Première journée de Gamescom pour les journalistes et les exposants, sans le public et les cosplayers pour boucher les couloirs entre les Halls. Réveillés par le soleil de Germanie à 7 heures tapantes, nos deux aventuriers se préparèrent rapidement sous une douche de bière et se dépêchèrent d’enfiler les vêtements sales de la veille. “J’ai regardé sur Google Maps, on en a pour un petit quart d’heure à pied, autant marcher”, s’exclame Noddus les yeux rivés sur son téléphone. Acceptant de porter les PC portables durant la moitié du trajet, Kip accepta à contre-coeur d’utiliser ses jambes pour économiser temps et argent. Il eut un tout autre discours en s’apercevant qu’un quart d’heure de marche ne les mènerait pas du tout à leur destination.
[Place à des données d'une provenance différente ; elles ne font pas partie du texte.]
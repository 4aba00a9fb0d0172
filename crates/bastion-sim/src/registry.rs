//! Entity registry: handle resolution and spatial queries over the world.
//!
//! The hecs `World` is the registry. Handles carry the entity's generation
//! bits, so resolving a handle to a despawned entity yields `None` even after
//! its slot has been reused.

use glam::DVec3;
use hecs::{Entity, World};

use bastion_core::components::{EnemyState, TowerState};
use bastion_core::types::{EnemyHandle, Position, TowerHandle};

pub fn enemy_handle(entity: Entity) -> EnemyHandle {
    EnemyHandle::from_bits(entity.to_bits().get())
}

pub fn tower_handle(entity: Entity) -> TowerHandle {
    TowerHandle::from_bits(entity.to_bits().get())
}

/// The live enemy entity behind `handle`, if it still exists.
pub fn resolve_enemy(world: &World, handle: EnemyHandle) -> Option<Entity> {
    let entity = Entity::from_bits(handle.to_bits())?;
    world.get::<&EnemyState>(entity).is_ok().then_some(entity)
}

/// The live tower entity behind `handle`, if it still exists.
pub fn resolve_tower(world: &World, handle: TowerHandle) -> Option<Entity> {
    let entity = Entity::from_bits(handle.to_bits())?;
    world.get::<&TowerState>(entity).is_ok().then_some(entity)
}

/// Resolve a handle to an enemy that is still alive.
pub fn living_enemy(world: &World, handle: EnemyHandle) -> Option<Entity> {
    let entity = resolve_enemy(world, handle)?;
    let alive = world.get::<&EnemyState>(entity).is_ok_and(|s| s.is_alive());
    alive.then_some(entity)
}

pub fn position_of(world: &World, entity: Entity) -> Option<DVec3> {
    world.get::<&Position>(entity).ok().map(|p| p.0)
}

/// Radius queries used by towers seeking enemies and enemies seeking towers.
///
/// Radii are inclusive. Ties on distance go to the lowest entity bits so
/// results never depend on storage order.
pub trait SpatialQuery {
    fn nearest_enemy<F>(&self, origin: DVec3, radius: f64, filter: F) -> Option<Entity>
    where
        F: Fn(Entity, &EnemyState) -> bool;

    fn nearest_tower<F>(&self, origin: DVec3, radius: f64, filter: F) -> Option<Entity>
    where
        F: Fn(Entity, &TowerState) -> bool;

    /// Every matching enemy within `radius`, ordered by entity bits.
    fn enemies_within<F>(&self, origin: DVec3, radius: f64, filter: F) -> Vec<Entity>
    where
        F: Fn(Entity, &EnemyState) -> bool;
}

/// Linear scan; entity counts stay in the low hundreds.
impl SpatialQuery for World {
    fn nearest_enemy<F>(&self, origin: DVec3, radius: f64, filter: F) -> Option<Entity>
    where
        F: Fn(Entity, &EnemyState) -> bool,
    {
        let radius_sq = radius * radius;
        self.query::<(&Position, &EnemyState)>()
            .iter()
            .filter(|(entity, (_, state))| filter(*entity, *state))
            .map(|(entity, (pos, _))| (entity, pos.0.distance_squared(origin)))
            .filter(|(_, d)| *d <= radius_sq)
            .min_by(|a, b| a.1.total_cmp(&b.1).then(a.0.to_bits().cmp(&b.0.to_bits())))
            .map(|(entity, _)| entity)
    }

    fn nearest_tower<F>(&self, origin: DVec3, radius: f64, filter: F) -> Option<Entity>
    where
        F: Fn(Entity, &TowerState) -> bool,
    {
        let radius_sq = radius * radius;
        self.query::<(&Position, &TowerState)>()
            .iter()
            .filter(|(entity, (_, state))| filter(*entity, *state))
            .map(|(entity, (pos, _))| (entity, pos.0.distance_squared(origin)))
            .filter(|(_, d)| *d <= radius_sq)
            .min_by(|a, b| a.1.total_cmp(&b.1).then(a.0.to_bits().cmp(&b.0.to_bits())))
            .map(|(entity, _)| entity)
    }

    fn enemies_within<F>(&self, origin: DVec3, radius: f64, filter: F) -> Vec<Entity>
    where
        F: Fn(Entity, &EnemyState) -> bool,
    {
        let radius_sq = radius * radius;
        let mut found: Vec<Entity> = self
            .query::<(&Position, &EnemyState)>()
            .iter()
            .filter(|(entity, (pos, state))| {
                pos.0.distance_squared(origin) <= radius_sq && filter(*entity, *state)
            })
            .map(|(entity, _)| entity)
            .collect();
        found.sort_by_key(|e| e.to_bits());
        found
    }
}
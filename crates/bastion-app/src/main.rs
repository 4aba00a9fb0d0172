use std::process::ExitCode;

use clap::Parser;
use tracing::{debug, error, info, warn};
use tracing_subscriber::EnvFilter;

use bastion_app::cli::Cli;
use bastion_app::control;
use bastion_app::game_loop::{LoopOptions, LoopSummary};
use bastion_app::state::{AppError, AppState};
use bastion_core::config::LevelConfig;
use bastion_core::events::GameEvent;
use bastion_core::state::GameStateSnapshot;
use bastion_sim::SimConfig;

fn main() -> ExitCode {
    init_tracing();
    let cli = Cli::parse();

    match run(&cli) {
        Ok(summary) => {
            info!(
                reason = ?summary.reason,
                phase = ?summary.phase,
                ticks = summary.ticks,
                "run finished"
            );
            ExitCode::SUCCESS
        }
        Err(err) => {
            error!(%err, "run failed");
            ExitCode::FAILURE
        }
    }
}

fn init_tracing() {
    let filter = EnvFilter::try_from_default_env().unwrap_or_else(|_| EnvFilter::new("info"));
    tracing_subscriber::fmt()
        .with_env_filter(filter)
        .with_target(false)
        .with_thread_names(true)
        .compact()
        .init();
}

fn run(cli: &Cli) -> Result<LoopSummary, AppError> {
    let level = cli.level.as_ref().map(LevelConfig::from_path).transpose()?;

    let options = LoopOptions {
        config: SimConfig {
            seed: cli.seed,
            time_scale: cli.time_scale,
            destructible_towers: cli.destructible_towers,
            ..SimConfig::default()
        },
        level,
        initial_commands: cli.initial_commands(),
        realtime: cli.realtime,
        max_ticks: cli.max_ticks,
        stop_when_over: true,
    };

    let state = AppState::new();
    let handle = control::start_simulation(&state, options, Box::new(log_events))?;
    let summary = control::join_simulation(&state, handle)?;

    if cli.print_snapshot {
        if let Some(json) = control::get_snapshot_json(&state)? {
            println!("{json}");
        }
    }
    Ok(summary)
}

fn log_events(snapshot: &GameStateSnapshot) {
    let tick = snapshot.time.tick;
    for event in &snapshot.events {
        match event {
            GameEvent::WaveStarted { index, definition } => {
                info!(tick, wave = index + 1, groups = definition.groups.len(), "wave started")
            }
            GameEvent::WaveCompleted { index } => info!(tick, wave = index + 1, "wave completed"),
            GameEvent::AllWavesCompleted => info!(tick, "all waves completed"),
            GameEvent::TowerPlaced { tower, kind, cell } => {
                info!(tick, ?tower, ?kind, x = cell.x, z = cell.z, "tower placed")
            }
            GameEvent::TowerDestroyed { tower } => warn!(tick, ?tower, "tower destroyed"),
            GameEvent::EnemyReachedExit { enemy, damage } => {
                warn!(tick, ?enemy, damage, lives = snapshot.lives, "enemy leaked")
            }
            GameEvent::LevelCompleted { victory } => info!(
                tick,
                victory,
                score = snapshot.score,
                lives = snapshot.lives,
                "level completed"
            ),
            other => debug!(tick, event = ?other, "event"),
        }
    }
}
//! Core runtime configuration.
//!
//! This module defines configuration that should be resolved once at process
//! startup and then passed into core services. The intent is to avoid reading
//! process-wide environment variables during request handling, which can lead
//! to inconsistent behaviour in multi-threaded runtimes and test harnesses.

use crate::constants::{CARTS_DIR_NAME, PHARMACIES_DIR_NAME, REQUESTS_DIR_NAME};
use crate::{RequestError, RequestResult};
use std::path::{Path, PathBuf};

/// Core configuration resolved at startup.
#[derive(Clone, Debug)]
pub struct CoreConfig {
    market_data_dir: PathBuf,
}

impl CoreConfig {
    /// Create a new `CoreConfig`.
    ///
    /// # Errors
    ///
    /// Returns [`RequestError::InvalidInput`] if `market_data_dir` is empty.
    pub fn new(market_data_dir: PathBuf) -> RequestResult<Self> {
        if market_data_dir.as_os_str().is_empty() {
            return Err(RequestError::InvalidInput(
                "market_data_dir cannot be empty".into(),
            ));
        }

        Ok(Self { market_data_dir })
    }

    pub fn market_data_dir(&self) -> &Path {
        &self.market_data_dir
    }

    pub fn requests_dir(&self) -> PathBuf {
        self.market_data_dir.join(REQUESTS_DIR_NAME)
    }

    pub fn pharmacies_dir(&self) -> PathBuf {
        self.market_data_dir.join(PHARMACIES_DIR_NAME)
    }

    pub fn carts_dir(&self) -> PathBuf {
        self.market_data_dir.join(CARTS_DIR_NAME)
    }
}

#[cfg(test)]
mod tests {
    use super::*;

    #[test]
    fn test_rejects_empty_data_dir() {
        let result = CoreConfig::new(PathBuf::new());
        assert!(result.is_err());
    }

    #[test]
    fn test_record_type_subdirs() {
        let cfg = CoreConfig::new(PathBuf::from("/srv/market_data")).unwrap();
        assert_eq!(cfg.requests_dir(), PathBuf::from("/srv/market_data/requests"));
        assert_eq!(
            cfg.pharmacies_dir(),
            PathBuf::from("/srv/market_data/pharmacies")
        );
        assert_eq!(cfg.carts_dir(), PathBuf::from("/srv/market_data/carts"));
    }
}
#[utoipa::path(
    get,
    path = "/requests/{id}/watch",
    params(
        ("id" = String, Path, description = "Request identifier"),
        ("timeout_secs" = Option<u64>, Query, description = "Long-poll timeout (default 25, max 60; 0 = immediate)")
    ),
    responses(
        (status = 200, description = "Quote-ready signal plus snapshot", body = dto::WatchRes),
        (status = 400, description = "Bad request", body = dto::ErrorRes),
        (status = 404, description = "Not found", body = dto::ErrorRes)
    )
)]
/// Wait for the request to reach `quoted`
///
/// Server-push replacement for the legacy fixed-interval poll, preserving
/// its client-visible contract: the response always carries a boolean
/// `quote_ready` and the full request snapshot. The call returns
/// immediately when the request is already quoted, otherwise it waits for
/// a quote submission to wake it or for the timeout to lapse.
#[axum::debug_handler]
async fn watch_request(
    State(state): State<AppState>,
    AxumPath(id): AxumPath<String>,
    Query(query): Query<WatchQuery>,
) -> Result<Json<dto::WatchRes>, ApiError> {
    let request_id = parse_record_id(&id)?;
    let service = RequestService::with_id(state.cfg.clone(), request_id.clone());
    let mut request = service.load().map_err(|e| fail("Watch request", e))?;

    let timeout_secs = query.timeout_secs.unwrap_or(25).min(60);
    let deadline = tokio::time::Instant::now() + Duration::from_secs(timeout_secs);

    let mut quote_ready = request.status == RequestStatus::Quoted;
    if !quote_ready && timeout_secs > 0 {
        let mut rx = state.hub.subscribe(&request_id);
        loop {
            let remaining = deadline.saturating_duration_since(tokio::time::Instant::now());
            if remaining.is_zero() {
                break;
            }
            match tokio::time::timeout(remaining, rx.changed()).await {
                Ok(Ok(())) => {
                    request = service.load().map_err(|e| fail("Watch request", e))?;
                    quote_ready = request.status == RequestStatus::Quoted;
                    if quote_ready {
                        break;
                    }
                }
                // Hub side dropped or the timeout lapsed; answer with the
                // latest snapshot either way.
                Ok(Err(_)) | Err(_) => break,
            }
        }
    }

    Ok(Json(dto::WatchRes {
        quote_ready,
        request: request_res(&request, None),
    }))
}

#[utoipa::path(
    get,
    path = "/carts/{patient_id}",
    params(("patient_id" = String, Path, description = "Patient identifier")),
    responses(
        (status = 200, description = "The patient's cart", body = dto::CartRes),
        (status = 400, description = "Bad request", body = dto::ErrorRes)
    )
)]
/// Fetch a patient's cart
#[axum::debug_handler]
async fn get_cart(
    State(state): State<AppState>,
    AxumPath(patient_id): AxumPath<String>,
) -> Result<Json<dto::CartRes>, ApiError> {
    let patient_id = parse_record_id(&patient_id)?;
    let cart = CartService::new(state.cfg.clone())
        .load(&patient_id)
        .map_err(|e| fail("Get cart", e))?;

    Ok(Json(cart_res(&cart)))
}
A peine eurent-ils le temps d’arriver sur place que les deux reporters tiraient déjà la grimace. La raison ? La demi-heure de queue qui les séparait du Saint Salon. Suite aux attentats terroristes, l’équipe de sécurité de la Gamescom s’était mis en tête de fouiller de fond en comble chaque sac, coffre de voiture, pochette de lunettes et banane Lacoste des visiteurs. Quelle drôle d’idée.

“Öffnen Sie Ihre Tasche, Bitte”, prononça le vigile avant de procéder à notre fouille. “Merde, j’ai oublié mon pass”, prononça Kip avant de perdre une heure pour retourner à l’appartement et récupérer son ticket magique. Pendant ce temps, Noddus assista aux premiers rendez-vous.

     

  • Première tasse de café (à 4,30€) : impossible de savoir où a lieu le rendez-vous de 10h30, et aucune connexion Internet n’est suffisamment solide pour aller vérifier. La panique s’installe au sein de la rédaction, qui se morfond à l’idée de ne pas pouvoir jouer à Farming Simulator 2017.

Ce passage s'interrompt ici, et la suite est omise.